Ses proches finissent par la convaincre d’appeler le SAMU. « On est allés à l’hôpital cardio, où j’ai été hospitalisée en soins intensifs. J’ai débord été traitée comme s’il s’agissait d’un infarctus, car il fallait d’abord écarter cette hypothèse ». Comme toutes les victimes du syndrome du cœur brisé, Michelle est restée plusieurs jours en soins intensifs.

« Il n’y a ni anomalies, ni lésions comme pour un infarctus. Les patients récupèrent peu à peu, et on les laisse rentrer chez eux au bout de trois ou quatre jours », confirme le professeur Eric Bonnefoy-Cudraz, chef du service d’urgences cardiaques à l’hôpital Louis Pradel.

La peur d’une récidive

Les récidives, selon les spécialistes, sont rares. Mais Michelle, qui a recouvré tous ses moyens, reste méfiante : « j’ai passé des examens en novembre dernier et tout va bien.

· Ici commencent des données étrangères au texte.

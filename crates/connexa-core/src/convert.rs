// ── Wire -> domain conversion ──
//
// Bridges `connexa_api::types` into the canonical model. Free-text fields
// that are blank on the wire become `None`; unparsable IPs are treated as
// absent; naive server timestamps are read as UTC.

use std::net::IpAddr;

use chrono::{DateTime, NaiveDateTime, Utc};
use connexa_api::types::{
    AuditEntryResponse, ConfigResponse, CreatedTokenResponse, ExportTokenResponse,
    MetricsResponse, NodeResponse, StatsResponse, TwoFactorSetupResponse, UserResponse,
};
use secrecy::SecretString;

use crate::error::CoreError;
use crate::model::{
    AuditEntry, CreatedExportToken, CurrentUser, ExportToken, Node, PoolConfig, PoolMetrics,
    PoolStats, TwoFactorEnrollment,
};

// ── Helpers ──────────────────────────────────────────────────────────

fn non_blank(raw: Option<String>) -> Option<String> {
    raw.map(|s| s.trim().to_owned()).filter(|s| !s.is_empty())
}

fn parse_ip(raw: Option<&str>) -> Option<IpAddr> {
    raw.and_then(|s| s.trim().parse().ok())
}

/// Parse a server timestamp. RFC 3339 first, then offset-less ISO forms,
/// which the backend emits for UTC values.
pub(crate) fn parse_timestamp(raw: &str) -> Option<DateTime<Utc>> {
    let raw = raw.trim();
    if let Ok(dt) = DateTime::parse_from_rfc3339(raw) {
        return Some(dt.with_timezone(&Utc));
    }
    ["%Y-%m-%dT%H:%M:%S%.f", "%Y-%m-%d %H:%M:%S%.f"]
        .iter()
        .find_map(|fmt| NaiveDateTime::parse_from_str(raw, fmt).ok())
        .map(|naive| naive.and_utc())
}

// ── Conversions ──────────────────────────────────────────────────────

impl From<NodeResponse> for Node {
    fn from(n: NodeResponse) -> Self {
        Self {
            exit_ip: parse_ip(n.exit_ip.as_deref()),
            exit_country: non_blank(n.exit_country).map(|c| c.to_ascii_uppercase()),
            status: non_blank(n.status),
            node_id: n.node_id,
            socks_port: n.socks_port,
            control_port: n.control_port,
            latency_ms: n.latency_ms.filter(|ms| ms.is_finite() && *ms >= 0.0),
        }
    }
}

impl From<StatsResponse> for PoolStats {
    fn from(s: StatsResponse) -> Self {
        Self {
            total_nodes: s.total_nodes,
            healthy_nodes: s.healthy_nodes,
            unhealthy_nodes: s.unhealthy_nodes,
            health_percentage: s.health_percentage,
            countries: s.countries,
        }
    }
}

impl From<MetricsResponse> for PoolMetrics {
    fn from(m: MetricsResponse) -> Self {
        Self {
            total: m.nodes.total,
            healthy: m.nodes.healthy,
            unhealthy: m.nodes.unhealthy,
            health_percentage: m.nodes.health_percentage,
        }
    }
}

impl From<ConfigResponse> for PoolConfig {
    fn from(c: ConfigResponse) -> Self {
        Self {
            pool_size: c.tor_pool_size,
            base_socks_port: c.tor_base_socks_port,
            countries: c
                .tor_countries
                .unwrap_or_default()
                .into_iter()
                .filter_map(|code| non_blank(Some(code)))
                .map(|code| code.to_ascii_uppercase())
                .collect(),
            auto_rotate_enabled: c.auto_rotate_enabled,
            firewall_backend: c.firewall_backend,
            tls_enabled: c.tls_enable,
            domain: non_blank(c.domain),
        }
    }
}

impl TryFrom<ExportTokenResponse> for ExportToken {
    type Error = CoreError;

    fn try_from(t: ExportTokenResponse) -> Result<Self, Self::Error> {
        let expires_at = parse_timestamp(&t.expires_at).ok_or_else(|| {
            CoreError::Internal(format!(
                "export token {} has unreadable expiry {:?}",
                t.id, t.expires_at
            ))
        })?;
        Ok(Self {
            id: t.id,
            description: non_blank(t.description),
            expires_at,
            is_revoked: t.is_revoked,
            use_count: t.use_count,
        })
    }
}

impl TryFrom<CreatedTokenResponse> for CreatedExportToken {
    type Error = CoreError;

    fn try_from(t: CreatedTokenResponse) -> Result<Self, Self::Error> {
        let expires_at = parse_timestamp(&t.expires_at).ok_or_else(|| {
            CoreError::Internal(format!("created token has unreadable expiry {:?}", t.expires_at))
        })?;
        Ok(Self {
            token: SecretString::from(t.token),
            expires_at,
            description: non_blank(t.description),
        })
    }
}

impl From<UserResponse> for CurrentUser {
    fn from(u: UserResponse) -> Self {
        Self {
            username: u.username,
            is_admin: u.is_admin,
            totp_enabled: u.totp_enabled,
            requires_password_change: u.require_password_change,
        }
    }
}

impl TryFrom<TwoFactorSetupResponse> for TwoFactorEnrollment {
    type Error = CoreError;

    fn try_from(r: TwoFactorSetupResponse) -> Result<Self, Self::Error> {
        if r.secret.trim().is_empty() {
            return Err(CoreError::Internal("two-factor setup returned no secret".into()));
        }
        Ok(Self {
            secret: SecretString::from(r.secret),
            uri: SecretString::from(r.uri),
        })
    }
}

impl From<AuditEntryResponse> for AuditEntry {
    fn from(e: AuditEntryResponse) -> Self {
        Self {
            event_type: e.event_type,
            severity: non_blank(e.severity),
            username: non_blank(e.username),
            message: e.message,
            created_at: e.created_at.as_deref().and_then(parse_timestamp),
        }
    }
}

Mais je suis de nature angoissée, et lorsque je commence à sentir des picotements, j’essaie tout de suite de me calmer ».

Peu fréquente, sans séquelles et très rarement mortelle, cette affection méconnue a pourtant de quoi effrayer. D’où l’importance d’en donner les clés pour mieux gérer son stress et éviter les situations de tension, comme l’a souhaité Michelle par le biais de ce témoignage. Et la nécessité, pour les plus émotifs, d’éviter les anniversaires surprises !

A SAVOIR

Selon une étude réalisée de 1998 à 2014 sur 1750 patients:
– Le cœur brisé a une origine émotionnelle dans 30% des cas (les autres cas étant un stress physique)
– Cette pathologie touche principalement les femmes (90%) ménopausées avec un âge moyen de 66 ans.
– Le tako-tsubo toucherait 2,2% de la population
Cette pathologie est de plus en plus diagnostiquée dans les hôpitaux en raison des progrès :
– de l’imagerie qui permet de voir la déformation du ventricule
– des analyses sanguines qui révèlent un taux important de troponine témoignant de la souffrance du cœur.
On estime qu’environ 1% des patients hospitalisés pour un syndrome du cœur brisé en décèdent.